Usulan tersebut sebelumnya disampaikan Laksamana Muda Kresno Buntoro dari Kababinkum TNI saat rapat umum bertajuk RUU Perubahan UU TNI dan UU Polri di Hotel Borobudur, Jakarta, Kamis (11/7/2024).
Sebagaimana diketahui, Undang-Undang Republik Tajikistan mengatur dua pasal, yakni Pasal 47 tentang penempatan perwira INT aktif di kementerian dan lembaga, dan Pasal 53 tentang usia pensiun prajurit sebagai proyek reformasi yang digagas LLC.
Namun dalam prosesnya, Panglima TNI melayangkan surat ke Kementerian Koordinator Bidang Politik, Hukum, dan Keamanan dan meminta pemerintah mempertimbangkan 7 pasal lembaga tersebut dan pasal penafsiran UU TNI.
Salah satunya adalah penghapusan Pasal 39 yang melarang keterlibatan aparat militer dalam bisnis.
Terkait hal tersebut, Kresno mengakui usulan tersebut kontroversial.
Namun, dia menjelaskan, saat ini sebagian TNI justru bergerak di bidang bisnis.
Kresno mencontohkan, ia kerap membantu istrinya, pramuniaga dan sopir, yang terkadang bekerja sebagai tukang ojek di luar pekerjaan.
Menurut dia, yang dilarang berusaha seharusnya adalah institusi TNI, bukan pegawainya.
Makanya kami merekomendasikan limbah ini dikeluarkan.

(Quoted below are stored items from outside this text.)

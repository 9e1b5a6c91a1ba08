//! APK signing with apksigner.

use std::path::PathBuf;

use super::{run_plan, Plan, Session};
use crate::builders::apksigner;
use crate::error::Result;
use crate::models::{CredentialSource, SignParams, SigningSchemes};
use crate::output_dir::DEFAULT_SIGNED_DIR;
use crate::prompt::{ask_secret, choose_option, confirm, Field, Tone};
use crate::toolchain::Toolchain;

pub const MIN_PASSWORD_LENGTH: usize = 6;

/// Answers accepted at the credential prompt.
pub const CREDENTIAL_KINDS: [&str; 4] = ["jks", "p12", "pem", "test"];

pub async fn run(session: &mut Session<'_>) -> Result<()> {
    let params = gather(session)?;
    let plan = plan(&params, session.toolchain);
    run_plan(session, plan).await
}

pub fn gather(session: &mut Session<'_>) -> Result<SignParams> {
    let apk_path = PathBuf::from(session.ask(&Field::path("Enter the APK file to sign: "))?);
    let output_dir = session.output_dir(DEFAULT_SIGNED_DIR)?;
    let schemes = gather_schemes(session)?;

    let kind = choose_option(
        session.prompter,
        "Enter keystore type (jks/p12/pem/test): ",
        &CREDENTIAL_KINDS,
    )?;
    session.say(Tone::Heading, "--- Signing APK with Keystore ---");
    let credentials = gather_credentials(session, &kind)?;

    Ok(SignParams {
        apk_path,
        output_dir,
        schemes,
        credentials,
    })
}

fn gather_schemes(session: &mut Session<'_>) -> Result<SigningSchemes> {
    let defaults = SigningSchemes::default();
    let change = confirm(
        session.prompter,
        "(Scheme v1/v2/v3 Enabled!) Press enter to skip or 'y' to change: ",
        false,
    )?;
    if !change {
        return Ok(defaults);
    }

    session.say(
        Tone::Heading,
        "--- Set Signing Schemes (press Enter to use default values) ---",
    );
    let mut enabled = |version: u8, default: bool| {
        confirm(
            session.prompter,
            &format!("Enable V{} signing? (default: {}): ", version, default),
            default,
        )
    };
    Ok(SigningSchemes {
        v1: enabled(1, defaults.v1)?,
        v2: enabled(2, defaults.v2)?,
        v3: enabled(3, defaults.v3)?,
        v4: enabled(4, defaults.v4)?,
    })
}

fn gather_credentials(session: &mut Session<'_>, kind: &str) -> Result<CredentialSource> {
    match kind {
        "jks" | "p12" => {
            let path = PathBuf::from(session.ask(&Field::path(&format!(
                "Enter {} keystore path: ",
                kind.to_uppercase()
            )))?);
            let store_password = ask_secret(
                session.prompter,
                &Field::secret("Enter keystore password: ", MIN_PASSWORD_LENGTH),
            )?;
            let alias = session.ask(&Field::text("Enter alias name: "))?;
            if kind == "p12" {
                return Ok(CredentialSource::Keystore {
                    path,
                    store_password,
                    alias,
                });
            }
            let key_password = ask_secret(
                session.prompter,
                &Field::secret("Enter alias password: ", MIN_PASSWORD_LENGTH),
            )?;
            Ok(CredentialSource::KeystoreWithKeyPassword {
                path,
                store_password,
                alias,
                key_password,
            })
        }
        "pem" => {
            let certificate =
                PathBuf::from(session.ask(&Field::path("Enter x509 certificate path: "))?);
            let key = PathBuf::from(session.ask(&Field::path("Enter private key path: "))?);
            Ok(CredentialSource::CertificateAndKey { certificate, key })
        }
        _ => {
            session.say(
                Tone::Warning,
                "The test key is public. Never ship an APK signed with it.",
            );
            let toolchain = session.toolchain;
            for file in [toolchain.test_certificate(), toolchain.test_private_key()] {
                if !file.exists() {
                    session.say(
                        Tone::Warning,
                        &format!("Test key file not found: {}", file.display()),
                    );
                }
            }
            Ok(CredentialSource::TestKey)
        }
    }
}

pub fn plan(params: &SignParams, toolchain: &Toolchain) -> Plan {
    Plan::new()
        .step(
            "APK signing command",
            "Command execution failed.",
            apksigner::sign_apk(params, toolchain),
        )
        .summary(format!(
            "APK successfully signed at {}",
            params.signed_apk_path().display()
        ))
        .log_to(params.log_path())
}

#[cfg(test)]
mod tests {
    use super::*;
    use crate::testing::{RecordingRunner, ScriptedPrompter};

    fn apk(dir: &std::path::Path) -> PathBuf {
        let apk = dir.join("app-release.apk");
        std::fs::write(&apk, b"PK").unwrap();
        apk
    }

    #[tokio::test]
    async fn test_sign_with_jks_default_schemes() {
        let dir = tempfile::tempdir().unwrap();
        let apk = apk(dir.path());
        let keystore = dir.path().join("upload.jks");
        std::fs::write(&keystore, b"").unwrap();

        let mut prompter = ScriptedPrompter::new([
            apk.to_str().unwrap(),
            "",
            "",
            "JKS",
            keystore.to_str().unwrap(),
            "storepass",
            "upload",
            "keypass",
        ]);
        let runner = RecordingRunner::new();
        let toolchain = Toolchain::default();
        let mut session = Session::new(&mut prompter, &runner, &toolchain, dir.path());

        run(&mut session).await.unwrap();

        let signed = dir.path().join("signed_apks/app-release_signed.apk");
        assert_eq!(
            runner.commands()[0],
            format!(
                "apksigner sign --ks {} --ks-pass pass:storepass --ks-key-alias upload \
                 --key-pass pass:keypass --v1-signing-enabled=true --v2-signing-enabled=true \
                 --v3-signing-enabled=true --v4-signing-enabled=false --out {} {}",
                keystore.display(),
                signed.display(),
                apk.display()
            )
        );
        assert!(dir.path().join("signed_apks/apk_signing_commands.txt").exists());
        assert_eq!(prompter.secret_reads(), 2);
    }

    #[tokio::test]
    async fn test_changed_schemes_are_applied() {
        let dir = tempfile::tempdir().unwrap();
        let apk = apk(dir.path());
        let keystore = dir.path().join("upload.p12");
        std::fs::write(&keystore, b"").unwrap();

        let mut prompter = ScriptedPrompter::new([
            apk.to_str().unwrap(),
            "",
            "y",
            "n",
            "",
            "",
            "y",
            "p12",
            keystore.to_str().unwrap(),
            "storepass",
            "upload",
        ]);
        let runner = RecordingRunner::new();
        let toolchain = Toolchain::default();
        let mut session = Session::new(&mut prompter, &runner, &toolchain, dir.path());

        run(&mut session).await.unwrap();

        let command = &runner.commands()[0];
        assert!(command.contains("--v1-signing-enabled=false"));
        assert!(command.contains("--v2-signing-enabled=true"));
        assert!(command.contains("--v4-signing-enabled=true"));
        assert!(!command.contains("--key-pass"));
    }

    #[tokio::test]
    async fn test_test_key_warns_and_uses_bundled_files() {
        let dir = tempfile::tempdir().unwrap();
        let apk = apk(dir.path());

        let mut prompter =
            ScriptedPrompter::new([apk.to_str().unwrap(), "", "", "maybe", "test"]);
        let runner = RecordingRunner::new();
        let toolchain = Toolchain {
            lib_dir: dir.path().join("lib"),
            ..Toolchain::default()
        };
        let mut session = Session::new(&mut prompter, &runner, &toolchain, dir.path());

        run(&mut session).await.unwrap();

        let warnings = prompter.messages(Tone::Warning);
        assert_eq!(warnings.len(), 3);
        assert!(warnings[1].contains("testkey.x509.pem"));
        assert_eq!(prompter.errors().len(), 1);
        assert!(runner.commands()[0].contains("--cert"));
        assert!(runner.commands()[0].contains("testkey.pk8"));
    }

    #[tokio::test]
    async fn test_failed_signing_reports_and_skips_log() {
        let dir = tempfile::tempdir().unwrap();
        let apk = apk(dir.path());
        let cert = dir.path().join("release.x509.pem");
        let key = dir.path().join("release.pk8");
        std::fs::write(&cert, b"").unwrap();
        std::fs::write(&key, b"").unwrap();

        let mut prompter = ScriptedPrompter::new([
            apk.to_str().unwrap(),
            "",
            "",
            "pem",
            cert.to_str().unwrap(),
            key.to_str().unwrap(),
        ]);
        let runner = RecordingRunner::failing("apksigner");
        let toolchain = Toolchain::default();
        let mut session = Session::new(&mut prompter, &runner, &toolchain, dir.path());

        assert!(run(&mut session).await.is_err());
        assert!(prompter.errors()[0].starts_with("Command execution failed."));
        assert!(!dir.path().join("signed_apks/apk_signing_commands.txt").exists());
    }
}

Yang dilarang adalah berbisnis dengan institusi TNI, kata Kresno.
Ia pun menyatakan pihaknya sangat terbuka untuk membahas lebih lanjut usulan tersebut.
“Itulah beberapa pasal Golongan TNI yang kemudian dituangkan dalam surat Panglima TNI kepada Menko Polhukam. Nanti saya kira ada naskah akademisnya, ada Jadi rincian DIM dan tim TNI pusat untuk berdiskusi sudah sangat siap,” ujarnya.
Baru-baru ini, Ketua Komisi I RKDM Meutya Khafid juga menyebut usulan tersebut tidak masuk dalam rancangan revisi UU TNI yang saat ini ada di RKH.
“Iya, tidak ada dalam rancangan. Bisnis tidak boleh. Kalau bentuk koperasi formalnya masih bisa, hanya untuk kesejahteraan prajurit. Tapi bisnis tidak boleh,” kata Meutya saat dikonfirmasi Kompas. .com pada hari Senin. (15.07.2024).